Raven has already had some visionary moments in which he’s seen the old professor as a bird — a merlin, in fact. Now he goes down into the caves and has a vision of himself as King Arthur, who presses his thumb to Raven’s forehead, leaving him with the astrological mark of Pluto between his eyes. From that point on, Raven is committed to saving the caves.

Phil Daniels as Raven

He falls in with local cub reporter Naomi Grant, who as well as junior reporting jobs (where she always has to follow the editorial line, however much she’s personally against it, and at the moment the paper is for the nuclear waste dump), does the paper’s horoscopes. When the professor gets her to recognise the symbols carved outside each cave as ancient versions of our modern astrological symbols (Gemini once being a giant, and Cancer a ship, apparently), she realises Bill Telford’s men are trying to tunnel between two caves whose astrological energies are in direct opposition. She’s convinced it will lead to disaster. Bill doesn’t listen — who would? — and so gets trapped in a cave when the new tunnel’s roof collapses. Naomi and Raven pick a more astrologically-harmonious route into the now-sealed cave, and though the surveyor doesn’t think it will work, it does. The rescued Bill emerges with the sign of Pluto on his forehead, converted to the anti-nuclear-waste point of view…

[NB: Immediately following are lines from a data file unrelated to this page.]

//! # calendar CLI entry point
//!
//! Parses arguments, loads configuration from the environment, installs
//! logging, and dispatches to the subcommand handlers in `cal_cli`.

use std::io::Write;
use std::path::PathBuf;
use std::process::ExitCode;

use anyhow::{Context, Result};
use clap::{Parser, Subcommand};
use tracing_subscriber::EnvFilter;

use cal_cli::anchors::cmd_anchors;
use cal_cli::blocks::{cmd_append, cmd_head, cmd_init, cmd_range, cmd_verify};
use cal_cli::keys::cmd_keygen;
use cal_cli::CliContext;
use cal_core::CalendarConfig;

/// Calendar ledger tool.
///
/// Maintains an append-only, hash-linked ledger of calendar blocks and
/// reports which anchors a proof has accumulated.
#[derive(Parser, Debug)]
#[command(name = "calendar", version, about, long_about = None)]
struct Cli {
    /// Enable verbose output. Repeat for more verbosity (-v, -vv, -vvv).
    #[arg(short, long, action = clap::ArgAction::Count, global = true)]
    verbose: u8,

    /// Directory holding the ledger file.
    #[arg(long, global = true, default_value = "calendar-data")]
    data_dir: PathBuf,

    #[command(subcommand)]
    command: Commands,
}

#[derive(Subcommand, Debug)]
enum Commands {
    /// Generate the node Ed25519 keypair.
    Keygen {
        /// Output directory for `calendar.key` and `calendar.pub`.
        #[arg(long, short, default_value = ".")]
        output: PathBuf,
    },

    /// Write the genesis block of an empty ledger.
    Init {
        /// Path to the private key file (hex-encoded 32-byte seed).
        #[arg(long)]
        key: PathBuf,
    },

    /// Append one block onto the current head.
    Append {
        /// Path to the private key file (hex-encoded 32-byte seed).
        #[arg(long)]
        key: PathBuf,
        /// Block type: cal, nist, btc-a, btc-c, eth-a, eth-c or reward.
        #[arg(long = "type")]
        block_type: String,
        /// Type-specific reference.
        #[arg(long, default_value = "")]
        data_id: String,
        /// Type-specific payload.
        #[arg(long)]
        data_val: String,
    },

    /// Print the chain head as JSON.
    Head,

    /// Print a range of blocks as JSON.
    Range {
        /// First height to print.
        #[arg(long, default_value_t = 0)]
        from: u64,
        /// Maximum number of blocks (bounded by GET_PROOFS_MAX_REST).
        #[arg(long, default_value_t = 25)]
        limit: usize,
    },

    /// Verify hashes and linkage, and signatures when a public key is given.
    Verify {
        /// Path to the public key file (hex-encoded).
        #[arg(long)]
        pubkey: Option<PathBuf>,
    },

    /// Resolve the anchor types of one or more proof files.
    Anchors {
        /// Proof JSON files.
        #[arg(value_name = "FILE", required = true)]
        files: Vec<PathBuf>,
    },
}

fn main() -> ExitCode {
    let cli = Cli::parse();

    let filter = match cli.verbose {
        0 => EnvFilter::new("warn"),
        1 => EnvFilter::new("info"),
        2 => EnvFilter::new("debug"),
        _ => EnvFilter::new("trace"),
    };

    tracing_subscriber::fmt()
        .with_env_filter(filter)
        .with_target(false)
        .with_writer(std::io::stderr)
        .init();

    match run(cli) {
        Ok(code) => ExitCode::from(code),
        Err(e) => {
            tracing::error!("{e:#}");
            ExitCode::from(1)
        }
    }
}

fn run(cli: Cli) -> Result<u8> {
    let config = CalendarConfig::from_env().context("invalid configuration")?;
    tracing::debug!(
        table = %config.table_name,
        stack_id = %config.stack_id,
        data_dir = %cli.data_dir.display(),
        "loaded configuration"
    );
    let ctx = CliContext::new(cli.data_dir, config);

    let stdout = std::io::stdout();
    let mut out = stdout.lock();
    let code = match &cli.command {
        Commands::Keygen { output } => cmd_keygen(output, &mut out),
        Commands::Init { key } => cmd_init(&ctx, key, &mut out),
        Commands::Append {
            key,
            block_type,
            data_id,
            data_val,
        } => cmd_append(&ctx, key, block_type, data_id, data_val, &mut out),
        Commands::Head => cmd_head(&ctx, &mut out),
        Commands::Range { from, limit } => cmd_range(&ctx, *from, *limit, &mut out),
        Commands::Verify { pubkey } => cmd_verify(&ctx, pubkey.as_deref(), &mut out),
        Commands::Anchors { files } => cmd_anchors(&ctx, files, &mut out),
    }?;
    out.flush()?;
    Ok(code)
}
//! # cal-crypto: Cryptographic Primitives
//!
//! Signing for the calendar ledger:
//!
//! - **`NodeSigningKey`**: the Ed25519 key a calendar node signs block
//!   hashes with. Never serialized, never logged.
//! - **`NodePublicKey`**: hex-serialized verifying key plus its
//!   fingerprint (first 12 hex chars of SHA-256 over the key bytes).
//! - **`BlockSignature`**: the `sig` column: `<fingerprint>:<base64>`.
//!
//! ## Crate Policy
//!
//! - Depends only on `cal-core` internally.
//! - Tests use real SHA-256 and real Ed25519, no mocks.

pub mod ed25519;

pub use ed25519::{verify_block_hash, BlockSignature, NodePublicKey, NodeSigningKey, FINGERPRINT_LEN};
use cal_core::MalformedProofError;
use thiserror::Error;

/// Errors from proof operations.
#[derive(Error, Debug)]
pub enum ProofError {
    /// The proof does not have the branch/ops/anchors shape.
    #[error(transparent)]
    Malformed(#[from] MalformedProofError),

    /// A batch is larger than `POST_VERIFY_PROOFS_MAX`.
    #[error("batch of {requested} proofs exceeds the limit of {limit}")]
    LimitExceeded {
        /// Number of proofs submitted.
        requested: usize,
        /// Configured maximum.
        limit: usize,
    },

    /// Proof text is not valid JSON.
    #[error("proof is not valid JSON: {0}")]
    Json(#[from] serde_json::Error),
}
//! # Block and Anchor Type Tags
//!
//! `BlockType` is the single definition of the eight block kinds. The tag
//! decides how a block's `dataId` and `dataVal` are read:
//!
//! | tag      | `dataId`                    | `dataVal`                  |
//! |----------|-----------------------------|----------------------------|
//! | `gen`    | `0`                         | zero digest                |
//! | `cal`    | aggregation interval id     | Merkle root                |
//! | `nist`   | beacon timestamp            | beacon value               |
//! | `btc-a`  | anchored block range        | Merkle root sent to Bitcoin |
//! | `btc-c`  | Bitcoin transaction id      | Bitcoin block Merkle root  |
//! | `eth-a`  | anchored block range        | Merkle root sent to Ethereum |
//! | `eth-c`  | Ethereum transaction id     | Ethereum block Merkle root |
//! | `reward` | reward recipient reference  | reward record hash         |
//!
//! `AnchorType` is the subset that can appear as a proof anchor (`gen` and
//! `reward` never do).

use serde::{Deserialize, Serialize};
use std::str::FromStr;

use crate::error::ValidationError;

/// The kind of a calendar block.
#[derive(Debug, Clone, Copy, PartialEq, Eq, Hash, Serialize, Deserialize)]
pub enum BlockType {
    /// Genesis block, height 0 only.
    #[serde(rename = "gen")]
    Gen,
    /// Calendar aggregation root.
    #[serde(rename = "cal")]
    Cal,
    /// NIST randomness beacon value.
    #[serde(rename = "nist")]
    Nist,
    /// Bitcoin anchor submission.
    #[serde(rename = "btc-a")]
    BtcA,
    /// Bitcoin anchor confirmation.
    #[serde(rename = "btc-c")]
    BtcC,
    /// Ethereum anchor submission.
    #[serde(rename = "eth-a")]
    EthA,
    /// Ethereum anchor confirmation.
    #[serde(rename = "eth-c")]
    EthC,
    /// Reward record.
    #[serde(rename = "reward")]
    Reward,
}

impl BlockType {
    /// All block types in declaration order.
    pub fn all() -> &'static [BlockType] {
        &[
            Self::Gen,
            Self::Cal,
            Self::Nist,
            Self::BtcA,
            Self::BtcC,
            Self::EthA,
            Self::EthC,
            Self::Reward,
        ]
    }

    /// The wire tag.
    pub fn as_str(&self) -> &'static str {
        match self {
            Self::Gen => "gen",
            Self::Cal => "cal",
            Self::Nist => "nist",
            Self::BtcA => "btc-a",
            Self::BtcC => "btc-c",
            Self::EthA => "eth-a",
            Self::EthC => "eth-c",
            Self::Reward => "reward",
        }
    }

    fn anchor_type(&self) -> Option<AnchorType> {
        match self {
            Self::Gen | Self::Reward => None,
            Self::Cal => Some(AnchorType::Cal),
            Self::Nist => Some(AnchorType::Nist),
            Self::BtcA => Some(AnchorType::BtcA),
            Self::BtcC => Some(AnchorType::BtcC),
            Self::EthA => Some(AnchorType::EthA),
            Self::EthC => Some(AnchorType::EthC),
        }
    }
}

impl std::fmt::Display for BlockType {
    fn fmt(&self, f: &mut std::fmt::Formatter<'_>) -> std::fmt::Result {
        f.write_str(self.as_str())
    }
}

impl FromStr for BlockType {
    type Err = ValidationError;

    fn from_str(s: &str) -> Result<Self, Self::Err> {
        Self::all()
            .iter()
            .copied()
            .find(|t| t.as_str() == s)
            .ok_or_else(|| {
                ValidationError::new(
                    "type",
                    format!(
                        "unknown block type {s:?}; expected one of gen, cal, nist, btc-a, btc-c, eth-a, eth-c, reward"
                    ),
                )
            })
    }
}

/// The kind of an anchor found in a proof.
#[derive(Debug, Clone, Copy, PartialEq, Eq, Hash, Serialize, Deserialize)]
pub enum AnchorType {
    /// The calendar anchor every proof carries.
    #[serde(rename = "cal")]
    Cal,
    /// NIST beacon anchor.
    #[serde(rename = "nist")]
    Nist,
    /// Bitcoin anchor, submitted.
    #[serde(rename = "btc-a")]
    BtcA,
    /// Bitcoin anchor, confirmed.
    #[serde(rename = "btc-c")]
    BtcC,
    /// Ethereum anchor, submitted.
    #[serde(rename = "eth-a")]
    EthA,
    /// Ethereum anchor, confirmed.
    #[serde(rename = "eth-c")]
    EthC,
}

impl AnchorType {
    /// The wire tag.
    pub fn as_str(&self) -> &'static str {
        match self {
            Self::Cal => "cal",
            Self::Nist => "nist",
            Self::BtcA => "btc-a",
            Self::BtcC => "btc-c",
            Self::EthA => "eth-a",
            Self::EthC => "eth-c",
        }
    }
}

impl std::fmt::Display for AnchorType {
    fn fmt(&self, f: &mut std::fmt::Formatter<'_>) -> std::fmt::Result {
        f.write_str(self.as_str())
    }
}

impl FromStr for AnchorType {
    type Err = ValidationError;

    fn from_str(s: &str) -> Result<Self, Self::Err> {
        BlockType::from_str(s)
            .ok()
            .and_then(|t| t.anchor_type())
            .ok_or_else(|| ValidationError::new("type", format!("{s:?} is not an anchor type")))
    }
}
//! # cal-ledger: Calendar Block Ledger
//!
//! An append-only, hash-linked sequence of calendar blocks. Each block
//! anchors one piece of external data (a Merkle root, a chain transaction
//! reference, a beacon value, a reward record) and commits to the hash of
//! the block before it.
//!
//! ## Components
//!
//! - [`block`]: `CalendarBlock`, `BlockCandidate`, the canonical hash.
//! - [`validation`]: per-field checks, each naming the field it rejects.
//! - [`store`]: the `LedgerStore` persistence boundary and an in-memory
//!   implementation.
//! - [`file_store`]: an append-only JSON-lines store.
//! - [`chain`]: pure verification over a range of blocks.
//! - [`ledger`]: `Ledger`, which validates, hashes, signs and appends.
//!
//! ## Concurrency
//!
//! Single logical writer, many readers. Stores serialize inserts behind a
//! write lock and re-check height and linkage under it, so of two writers
//! that read the same head exactly one succeeds. Readers take a read lock
//! and see either the old head or the new one.

pub mod block;
pub mod chain;
pub mod error;
pub mod file_store;
pub mod ledger;
pub mod store;
pub mod validation;

pub use block::{BlockCandidate, BlockEntry, CalendarBlock, DEFAULT_VERSION};
pub use chain::{verify_chain, verify_chain_from, verify_signatures, verify_store, VerifiedRange};
pub use error::LedgerError;
pub use file_store::FileLedgerStore;
pub use ledger::{Ledger, MAX_APPEND_ATTEMPTS};
pub use store::{LedgerStore, MemoryLedgerStore};
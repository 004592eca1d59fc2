//! # cal-core: Foundational Types for the Calendar Ledger
//!
//! This crate is the leaf of the calendar workspace. It defines the
//! primitives every other crate builds on:
//!
//! - **Type tags.** `BlockType` (the eight block kinds) and `AnchorType`
//!   (the subset that can appear as a proof anchor). One definition each,
//!   exhaustive `match` everywhere.
//!
//! - **`CanonicalBytes`.** The only input accepted by [`sha256_digest()`].
//!   Block hashes are computed over a JCS-serialized field tuple, so no two
//!   distinct tuples can share a preimage.
//!
//! - **`BlockHash`.** 32-byte SHA-256 digest rendered as 64 lowercase hex
//!   characters, plus the genesis sentinel.
//!
//! - **`Timestamp`.** UTC, seconds precision, the unit of block `time`.
//!
//! - **`CalendarConfig`.** Environment-derived node configuration, validated
//!   once at startup and passed by reference.
//!
//! - **Error taxonomy.** `ValidationError`, `ChainIntegrityError`,
//!   `UniquenessConflictError`, `MalformedProofError`.
//!
//! ## Crate Policy
//!
//! - No dependencies on other `cal-*` crates.
//! - No `unsafe` code.
//! - No `panic!()` or `.unwrap()` outside tests.

pub mod block_type;
pub mod canonical;
pub mod config;
pub mod digest;
pub mod error;
pub mod temporal;

pub use block_type::{AnchorType, BlockType};
pub use canonical::CanonicalBytes;
pub use config::{CalendarConfig, ConfigError, SubmissionLimits};
pub use digest::{is_hex, lower_case_hashes, sha256_digest, BlockHash, GENESIS_PREV_HASH};
pub use error::{
    CanonicalizationError, ChainIntegrityError, CryptoError, MalformedProofError,
    UniquenessConflictError, ValidationError,
};
pub use temporal::Timestamp;
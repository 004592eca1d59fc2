//! # Canonical Serialization: Block Hash Preimages
//!
//! `CanonicalBytes` is the sole construction path for bytes that feed a
//! block digest. The inner buffer is private; the only constructor runs the
//! value through float rejection and then RFC 8785 (JCS) serialization.
//!
//! ## Why JCS for a field tuple
//!
//! A block hash covers `id, time, version, stackId, type, dataId, dataVal,
//! prevHash` in that fixed order. Serialized as a JSON array, every string
//! is quoted and escaped and every integer has exactly one rendering, so
//! `("ab", "c")` and `("a", "bc")` can never produce the same bytes. Plain
//! concatenation cannot give that guarantee.

use serde::Serialize;
use serde_json::Value;

use crate::error::CanonicalizationError;

/// Bytes produced exclusively by JCS canonicalization.
///
/// # Invariants
///
/// - The only constructor is `CanonicalBytes::new()`.
/// - Numbers are integers; floats are rejected.
/// - Object keys are sorted, separators are compact (RFC 8785).
#[derive(Debug, Clone, PartialEq, Eq, Hash)]
pub struct CanonicalBytes(Vec<u8>);

impl CanonicalBytes {
    /// Construct canonical bytes from any serializable value.
    ///
    /// # Errors
    ///
    /// `FloatRejected` if the value contains a non-integer number,
    /// `SerializationFailed` if JCS serialization fails.
    pub fn new(obj: &impl Serialize) -> Result<Self, CanonicalizationError> {
        let value = serde_json::to_value(obj)?;
        reject_floats(&value)?;
        let s = serde_jcs::to_string(&value)?;
        Ok(Self(s.into_bytes()))
    }

    /// Access the canonical bytes for digest computation.
    pub fn as_bytes(&self) -> &[u8] {
        &self.0
    }

    /// Returns the length of the canonical byte sequence.
    pub fn len(&self) -> usize {
        self.0.len()
    }

    /// Returns true if the canonical byte sequence is empty.
    pub fn is_empty(&self) -> bool {
        self.0.is_empty()
    }
}

impl AsRef<[u8]> for CanonicalBytes {
    fn as_ref(&self) -> &[u8] {
        &self.0
    }
}

fn reject_floats(value: &Value) -> Result<(), CanonicalizationError> {
    match value {
        Value::Null | Value::Bool(_) | Value::String(_) => Ok(()),
        Value::Number(n) => {
            if !n.is_i64() && !n.is_u64() {
                if let Some(f) = n.as_f64() {
                    return Err(CanonicalizationError::FloatRejected(f));
                }
            }
            Ok(())
        }
        Value::Array(items) => items.iter().try_for_each(reject_floats),
        Value::Object(map) => map.values().try_for_each(reject_floats),
    }
}

#[cfg(test)]
mod tests {
    use super::*;

    fn text(cb: &CanonicalBytes) -> &str {
        std::str::from_utf8(cb.as_bytes()).unwrap()
    }

    #[test]
    fn block_tuple_renders_as_compact_array() {
        let tuple = (3u64, 1_500_000_000i64, 1i64, "a.example.org", "cal", "", "ab:cd");
        let cb = CanonicalBytes::new(&tuple).unwrap();
        assert_eq!(
            text(&cb),
            r#"[3,1500000000,1,"a.example.org","cal","","ab:cd"]"#
        );
    }

    #[test]
    fn shifted_boundaries_do_not_collide() {
        let a = CanonicalBytes::new(&("ab", "c")).unwrap();
        let b = CanonicalBytes::new(&("a", "bc")).unwrap();
        assert_ne!(a, b);
    }

    #[test]
    fn integer_vs_string_distinct() {
        let a = CanonicalBytes::new(&(12u64, "3")).unwrap();
        let b = CanonicalBytes::new(&(1u64, "23")).unwrap();
        assert_ne!(a, b);
    }

    #[test]
    fn object_keys_sorted() {
        let data = serde_json::json!({"prevHash": "00", "id": 1});
        let cb = CanonicalBytes::new(&data).unwrap();
        assert_eq!(text(&cb), r#"{"id":1,"prevHash":"00"}"#);
    }

    #[test]
    fn float_rejected() {
        let data = serde_json::json!([1, 2.5]);
        match CanonicalBytes::new(&data) {
            Err(CanonicalizationError::FloatRejected(f)) => assert_eq!(f, 2.5),
            other => panic!("expected FloatRejected, got {other:?}"),
        }
    }

    #[test]
    fn negative_integers_accepted() {
        let cb = CanonicalBytes::new(&(-5i64,)).unwrap();
        assert_eq!(text(&cb), "[-5]");
        assert!(!cb.is_empty());
        assert_eq!(cb.len(), 4);
    }
}
//! # Temporal Types: Block Time
//!
//! Block `time` is an integer count of seconds since the Unix epoch.
//! `Timestamp` wraps a UTC instant truncated to seconds so that the value
//! stored on a block and the value rendered for humans always agree.
//!
//! Rendering is ISO 8601 without sub-seconds: `YYYY-MM-DDTHH:MM:SSZ`.

use chrono::{DateTime, Duration, Timelike, Utc};
use serde::{Deserialize, Serialize};

/// A UTC instant with seconds precision.
#[derive(Debug, Clone, Copy, PartialEq, Eq, PartialOrd, Ord, Hash, Serialize, Deserialize)]
pub struct Timestamp(DateTime<Utc>);

impl Timestamp {
    /// Current UTC time, truncated to seconds.
    pub fn now() -> Self {
        Self::from_utc(Utc::now())
    }

    /// From a `DateTime<Utc>`, discarding sub-seconds.
    pub fn from_utc(dt: DateTime<Utc>) -> Self {
        Self(dt.with_nanosecond(0).unwrap_or(dt))
    }

    /// From seconds since the Unix epoch. `None` if out of chrono's range.
    pub fn from_unix(secs: i64) -> Option<Self> {
        DateTime::from_timestamp(secs, 0).map(Self)
    }

    /// From a filesystem or OS clock reading.
    pub fn from_system_time(t: std::time::SystemTime) -> Self {
        Self::from_utc(DateTime::<Utc>::from(t))
    }

    /// Seconds since the Unix epoch, the value stored in block `time`.
    pub fn unix_secs(&self) -> i64 {
        self.0.timestamp()
    }

    /// Access the inner `DateTime<Utc>`.
    pub fn as_datetime(&self) -> &DateTime<Utc> {
        &self.0
    }

    /// This instant plus `seconds` (negative values move backwards).
    pub fn plus_seconds(&self, seconds: i64) -> Self {
        Self(self.0 + Duration::seconds(seconds))
    }

    /// This instant plus `minutes`.
    pub fn plus_minutes(&self, minutes: i64) -> Self {
        Self(self.0 + Duration::minutes(minutes))
    }

    /// ISO 8601 with `Z` suffix and no milliseconds.
    pub fn to_iso8601(&self) -> String {
        self.0.format("%Y-%m-%dT%H:%M:%SZ").to_string()
    }
}

impl std::fmt::Display for Timestamp {
    fn fmt(&self, f: &mut std::fmt::Formatter<'_>) -> std::fmt::Result {
        f.write_str(&self.to_iso8601())
    }
}
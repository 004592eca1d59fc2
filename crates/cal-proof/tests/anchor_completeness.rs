//! Anchor completeness over realistic proof documents.

use cal_core::AnchorType;
use cal_proof::{resolve, resolve_strings, resolve_text};
use serde_json::json;

/// A proof as a calendar node hands it out right after aggregation, before
/// any external anchor has confirmed.
fn fresh_proof() -> serde_json::Value {
    json!({
        "@context": "https://w3id.org/chainpoint/v3",
        "type": "Chainpoint",
        "hash": "bdf8c9bdf076d6aff0292a1c9448691d2ae283f2ce41b045355e2c8cb8e85ef2",
        "branches": [{
            "label": "cal_anchor_branch",
            "ops": [
                { "l": "node_id:52b4b3d0-00bd-11e8-8ea6-01fc6a3bc6b0" },
                { "op": "sha-256" },
                { "r": "a1f2ac1e1e8b3f1f9c3fd9b5ac2c85d8ef3a3c83d0c7b5fb37a3a8dbf3cd1a42" },
                { "op": "sha-256" },
                { "anchors": [ { "type": "cal", "anchor_id": "985635", "uris": ["http://127.0.0.1/calendar/985635/hash"] } ] }
            ]
        }]
    })
}

fn anchored_proof() -> serde_json::Value {
    let mut proof = fresh_proof();
    proof["branches"][0]["branches"] = json!([
        {
            "label": "btc_anchor_branch",
            "ops": [
                { "l": "9f8e" },
                { "op": "sha-256-x2" },
                { "anchors": [ { "type": "btc-a", "anchor_id": "503519", "uris": [] } ] }
            ]
        },
        {
            "label": "eth_anchor_branch",
            "ops": [
                { "op": "sha-256" },
                { "anchors": [ { "type": "eth-a", "anchor_id": "5181722", "uris": [] } ] }
            ]
        }
    ]);
    proof
}

#[test]
fn calendar_only_proof() {
    assert_eq!(resolve_strings(&fresh_proof()).unwrap(), vec!["cal"]);
}

#[test]
fn btc_then_eth() {
    assert_eq!(
        resolve(&anchored_proof()).unwrap(),
        vec![AnchorType::Cal, AnchorType::BtcA, AnchorType::EthA]
    );
}

#[test]
fn missing_branches_never_defaults_to_cal() {
    let mut proof = fresh_proof();
    proof.as_object_mut().unwrap().remove("branches");
    let err = resolve(&proof).unwrap_err();
    assert_eq!(err.path, "$.branches");
}

#[test]
fn resolution_is_referentially_transparent() {
    let proof = anchored_proof();
    let first = resolve(&proof).unwrap();
    for _ in 0..10 {
        assert_eq!(resolve(&proof).unwrap(), first);
    }
}

#[test]
fn text_round_trip() {
    let text = serde_json::to_string(&anchored_proof()).unwrap();
    assert_eq!(resolve_text(&text).unwrap().len(), 3);
}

There’s a way of looking at Raven as a sort of reverse folk-horror. The cave site is sacred, and must be protected, and to ensure people protect it they’re forcibly initiated into its cult, usually by being trapped in the caves, leading to a vision of King Arthur pressing the mark of Pluto onto their foreheads. After this, they change their minds about the nuclear waste site. Professor Young is the head of this coven, and it seems even more folk-horror-coven-like when we learn the local vicar is one of his main allies. There’s even a night-time gathering of all the main players at the sacred stones, and a hint of ancient ritual sacrifice when a skull (of a young male of Raven’s height and age) is found in one of the inner caves.

Key to the Professor’s efforts is convincing young Raven he’s the reincarnation of King Arthur — or, at least, the latest incarnation, as “Some people believe that Arthur was the name of the office, rather than the man himself.” Raven is, at first, resistant:

[Professor Young]: “Some are born great, some achieve greatness, and some have greatness thrust upon them.”

[Raven]: “Yeah, and some thrust it right back again.”

But he comes round, not because he believes he’s King Arthur, but because he believes in the cause, and finds that other people are listening to him: “First time in my life I’ve ever felt useful.” This is the only one of these 70s’ kids’ telefantasy shows I can think of to so heavily feature the media as a necessary part of its story. Raven not only has to recruit the local newspaper to get his message across, but, through TV man Clive Castle, the general public:

[Raven]: “They’re destroying the countryside to make way for a lot of industrial garbage. They’re starting a dangerous game with no idea how it’s going to finish. And they’re dumping a lot of poisonous waste which might top us all one day…”

[Clive Castle]: “So you see yourself as the guardian of the future, as the representative of a younger generation who’s battling against the shortsightedness of your elders?”

[Raven]: “Listen, mate. We’re responsible for the kids who ain’t even born yet.”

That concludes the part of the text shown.